Cidade da Guatemala, 8 nov (EFE).- A congressista opositora colombiana María Fernanda Cabal, uma das defensoras do "não" no plebiscito, voltou a criticar nesta terça-feira a "chantagem" com a qual as Farc pretendem negociar a paz em seu país e advertiu que o diálogo será ainda "mais complicado" com o Exército de Libertação Nacional (ELN).

"Será mais difícil do que com as Farc, porque são inclusive mais radicais", explicou ela em declarações à Agência Efe antes de participar na Guatemala do fórum "Sem igualdade não há diálogo", organizado pela Associação Empresarial para a Promoção da Liberdade e o Desenvolvimento Sustentável (ALDS).

O governo da Colômbia e o ELN tinham estipulado instalar em 27 de outubro em Quito uma mesa de negociação de paz, mas o presidente colombiano, Juan Manuel Santos, adiou a viagem da equipe negociadora ao Equador à espera da libertação do ex-congressista Odín Sánchez Montes de Oca. O ELN condicionou a libertação do ex-congressista, sequestrado há seis meses, a que o governo colombiano indulte dois guerrilheiros.

A própria idiossincrasia do ELN, vinculado aos movimentos religiosos da Teologia da Libertação e ainda com grande capacidade para "mobilizar" setores da população, dificulta qualquer processo de paz. A congressista, uma das mais firmes defensoras do "não" no plebiscito de 2 de outubro no qual o acordo pactuado pelo presidente Santos e as Farc foi rejeitado, foi contundente ao falar do "processo extorsivo" que anistiava os crimes de guerra cometidos pela guerrilha.

"Espanha ou França não aceitariam um acordo como este em seu país", disse ela.

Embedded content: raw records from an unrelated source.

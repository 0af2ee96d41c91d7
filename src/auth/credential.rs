//! Bearer credential and its shared store.

use arc_swap::ArcSwapOption;
use std::sync::Arc;
use std::time::{Duration, SystemTime};

use crate::error::TransportError;

/// Access token with its absolute expiry.
#[derive(Clone, PartialEq, Eq)]
pub struct Credential {
    token: String,
    expires_at: SystemTime,
}

impl Credential {
    pub fn new(token: impl Into<String>, expires_at: SystemTime) -> Self {
        Self {
            token: token.into(),
            expires_at,
        }
    }

    pub fn expires_at(&self) -> SystemTime {
        self.expires_at
    }

    /// `Authorization` header value.
    pub fn bearer(&self) -> String {
        format!("Bearer {}", self.token)
    }

    pub fn is_expired(&self) -> bool {
        self.is_expired_at(SystemTime::now())
    }

    pub fn is_expired_at(&self, now: SystemTime) -> bool {
        now >= self.expires_at
    }

    /// Time to wait from `now` until a refresh is due, `margin` before expiry.
    pub fn refresh_delay_at(&self, now: SystemTime, margin: Duration) -> Duration {
        self.expires_at
            .duration_since(now)
            .unwrap_or(Duration::ZERO)
            .saturating_sub(margin)
    }

    pub fn refresh_delay(&self, margin: Duration) -> Duration {
        self.refresh_delay_at(SystemTime::now(), margin)
    }
}

impl std::fmt::Debug for Credential {
    fn fmt(&self, f: &mut std::fmt::Formatter<'_>) -> std::fmt::Result {
        f.debug_struct("Credential")
            .field("token", &"<redacted>")
            .field("expires_at", &self.expires_at)
            .finish()
    }
}

/// Current credential, shared between the refresh task and request paths.
///
/// Readers get an immutable snapshot; a refresh swaps the whole value.
#[derive(Clone)]
pub struct CredentialStore {
    current: Arc<ArcSwapOption<Credential>>,
}

impl CredentialStore {
    pub fn new() -> Self {
        Self {
            current: Arc::new(ArcSwapOption::empty()),
        }
    }

    pub fn replace(&self, credential: Credential) {
        self.current.store(Some(Arc::new(credential)));
    }

    pub fn current(&self) -> Option<Arc<Credential>> {
        self.current.load_full()
    }

    pub fn clear(&self) {
        self.current.store(None);
    }

    /// Header value for an authenticated call. Never hands out an expired token.
    pub fn authorization(&self) -> Result<String, TransportError> {
        match self.current() {
            None => Err(TransportError::Unauthenticated(
                "no credential installed".to_string(),
            )),
            Some(credential) if credential.is_expired() => Err(TransportError::Unauthenticated(
                "access token expired".to_string(),
            )),
            Some(credential) => Ok(credential.bearer()),
        }
    }
}

impl Default for CredentialStore {
    fn default() -> Self {
        Self::new()
    }
}

impl std::fmt::Debug for CredentialStore {
    fn fmt(&self, f: &mut std::fmt::Formatter<'_>) -> std::fmt::Result {
        f.debug_struct("CredentialStore")
            .field("current", &self.current())
            .finish()
    }
}

#[cfg(test)]
mod tests {
    use super::*;

    #[test]
    fn test_refresh_delay_respects_margin() {
        let now = SystemTime::now();
        let credential = Credential::new("t", now + Duration::from_secs(20));
        assert_eq!(
            credential.refresh_delay_at(now, Duration::from_secs(15)),
            Duration::from_secs(5)
        );

        let almost = Credential::new("t", now + Duration::from_secs(10));
        assert_eq!(almost.refresh_delay_at(now, Duration::from_secs(15)), Duration::ZERO);

        let past = Credential::new("t", now - Duration::from_secs(1));
        assert_eq!(past.refresh_delay_at(now, Duration::from_secs(15)), Duration::ZERO);
    }

    #[test]
    fn test_store_authorization() {
        let store = CredentialStore::new();
        assert!(matches!(
            store.authorization(),
            Err(TransportError::Unauthenticated(_))
        ));

        store.replace(Credential::new(
            "abc",
            SystemTime::now() + Duration::from_secs(60),
        ));
        assert_eq!(store.authorization().unwrap(), "Bearer abc");

        store.replace(Credential::new("old", SystemTime::now() - Duration::from_secs(1)));
        assert!(store.authorization().is_err());

        store.clear();
        assert!(store.current().is_none());
    }

    #[test]
    fn test_clones_share_state() {
        let store = CredentialStore::new();
        let reader = store.clone();
        store.replace(Credential::new("x", SystemTime::now() + Duration::from_secs(60)));
        assert!(reader.current().is_some());
    }

    #[test]
    fn test_debug_redacts_token() {
        let credential = Credential::new("super-secret", SystemTime::now());
        assert!(!format!("{:?}", credential).contains("super-secret"));
    }
}
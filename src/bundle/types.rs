//! Bundle data model.

use base64::engine::general_purpose::STANDARD;
use base64::Engine as _;
use serde::Serialize;
use solana_sdk::signature::Signature;
use solana_sdk::transaction::{Transaction, VersionedTransaction};
use std::net::IpAddr;
use thiserror::Error;

/// Largest bundle the relay accepts.
pub const MAX_BUNDLE_TRANSACTIONS: usize = 5;

/// Why a transaction could not be encoded for the wire.
#[derive(Debug, Clone, PartialEq, Eq, Error)]
pub enum EncodeError {
    #[error("transaction has no signatures")]
    MissingSignature,

    #[error("fee payer signature is empty")]
    Unsigned,

    #[error("serialization failed: {0}")]
    Serialize(String),
}

/// A signed transaction that can be placed in a bundle.
pub trait BundleTransaction {
    /// Ordered signatures; index 0 is the fee payer.
    fn signatures(&self) -> &[Signature];

    /// Binary wire form.
    fn to_wire(&self) -> Result<Vec<u8>, EncodeError>;

    /// Fee-payer signature.
    fn fee_payer_signature(&self) -> Result<Signature, EncodeError> {
        match self.signatures().first() {
            None => Err(EncodeError::MissingSignature),
            Some(signature) if *signature == Signature::default() => Err(EncodeError::Unsigned),
            Some(signature) => Ok(*signature),
        }
    }
}

fn encode_signed<T: Serialize + BundleTransaction>(tx: &T) -> Result<Vec<u8>, EncodeError> {
    tx.fee_payer_signature()?;
    bincode::serialize(tx).map_err(|e| EncodeError::Serialize(e.to_string()))
}

impl BundleTransaction for Transaction {
    fn signatures(&self) -> &[Signature] {
        &self.signatures
    }

    fn to_wire(&self) -> Result<Vec<u8>, EncodeError> {
        encode_signed(self)
    }
}

impl BundleTransaction for VersionedTransaction {
    fn signatures(&self) -> &[Signature] {
        &self.signatures
    }

    fn to_wire(&self) -> Result<Vec<u8>, EncodeError> {
        encode_signed(self)
    }
}

/// Origin of a packet, when known.
#[derive(Debug, Clone, Copy, PartialEq, Eq)]
pub struct SenderMeta {
    pub addr: IpAddr,
    pub port: u16,
}

#[derive(Debug, Clone, PartialEq, Eq)]
pub struct PacketMeta {
    /// Length of `data` in bytes.
    pub size: usize,
    pub sender: Option<SenderMeta>,
}

/// One serialized transaction.
#[derive(Debug, Clone, PartialEq, Eq)]
pub struct Packet {
    pub data: Vec<u8>,
    pub meta: PacketMeta,
}

impl Packet {
    pub fn new(data: Vec<u8>) -> Self {
        let size = data.len();
        Self {
            data,
            meta: PacketMeta { size, sender: None },
        }
    }
}

/// Ordered packets ready for submission. Packet order is execution order.
#[derive(Debug, Clone, PartialEq, Eq)]
pub struct Bundle {
    packets: Vec<Packet>,
    signatures: Vec<Signature>,
}

impl Bundle {
    pub(crate) fn new(packets: Vec<Packet>, signatures: Vec<Signature>) -> Self {
        Self { packets, signatures }
    }

    pub fn packets(&self) -> &[Packet] {
        &self.packets
    }

    /// Fee-payer signature of each transaction, in packet order.
    pub fn signatures(&self) -> &[Signature] {
        &self.signatures
    }

    pub fn len(&self) -> usize {
        self.packets.len()
    }

    pub fn is_empty(&self) -> bool {
        self.packets.is_empty()
    }

    /// Base64 form of each packet, as the JSON-RPC methods expect.
    pub fn encoded_transactions(&self) -> Vec<String> {
        self.packets.iter().map(|p| STANDARD.encode(&p.data)).collect()
    }
}

/// Result of a successful submission; the join key for reconciliation.
#[derive(Debug, Clone, PartialEq, Eq)]
pub struct BundleSubmissionHandle {
    relay_acknowledgement: String,
    signatures: Vec<Signature>,
    relay_bundle_id: Option<String>,
}

impl BundleSubmissionHandle {
    pub fn new(
        relay_acknowledgement: impl Into<String>,
        signatures: Vec<Signature>,
        relay_bundle_id: Option<String>,
    ) -> Self {
        Self {
            relay_acknowledgement: relay_acknowledgement.into(),
            signatures,
            relay_bundle_id,
        }
    }

    pub fn relay_acknowledgement(&self) -> &str {
        &self.relay_acknowledgement
    }

    pub fn signatures(&self) -> &[Signature] {
        &self.signatures
    }

    pub fn relay_bundle_id(&self) -> Option<&str> {
        self.relay_bundle_id.as_deref()
    }

    /// Whether a relay notification refers to this submission.
    pub fn matches(&self, bundle_id: &str) -> bool {
        match &self.relay_bundle_id {
            Some(id) => id == bundle_id,
            None => self.relay_acknowledgement == bundle_id,
        }
    }
}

Durante a conferência, María Fernanda censurou o "pacto de elites" que o presidente pretendia aprovar e qualificou a atuação de Santos no processo de "arrogante".

A congressista lamentou o tratamento que o acordo dava às vítimas das Farc e lembrou que algumas das regiões mais pobres do país e que mais sofreram o conflito disseram "não" à consulta. Em sua opinião, a prioridade seria "assinar um novo contrato social" com condições "mínimas não negociáveis" que não permitam a "impunidade de crimes contra a humanidade".

Apesar da oposição ao acordo, ela admitiu ser "positiva" a decisão de Santos de convocar os contrários ao pacto para conseguir um consenso e desbloquear o processo com a guerrilha mais antiga do continente americano.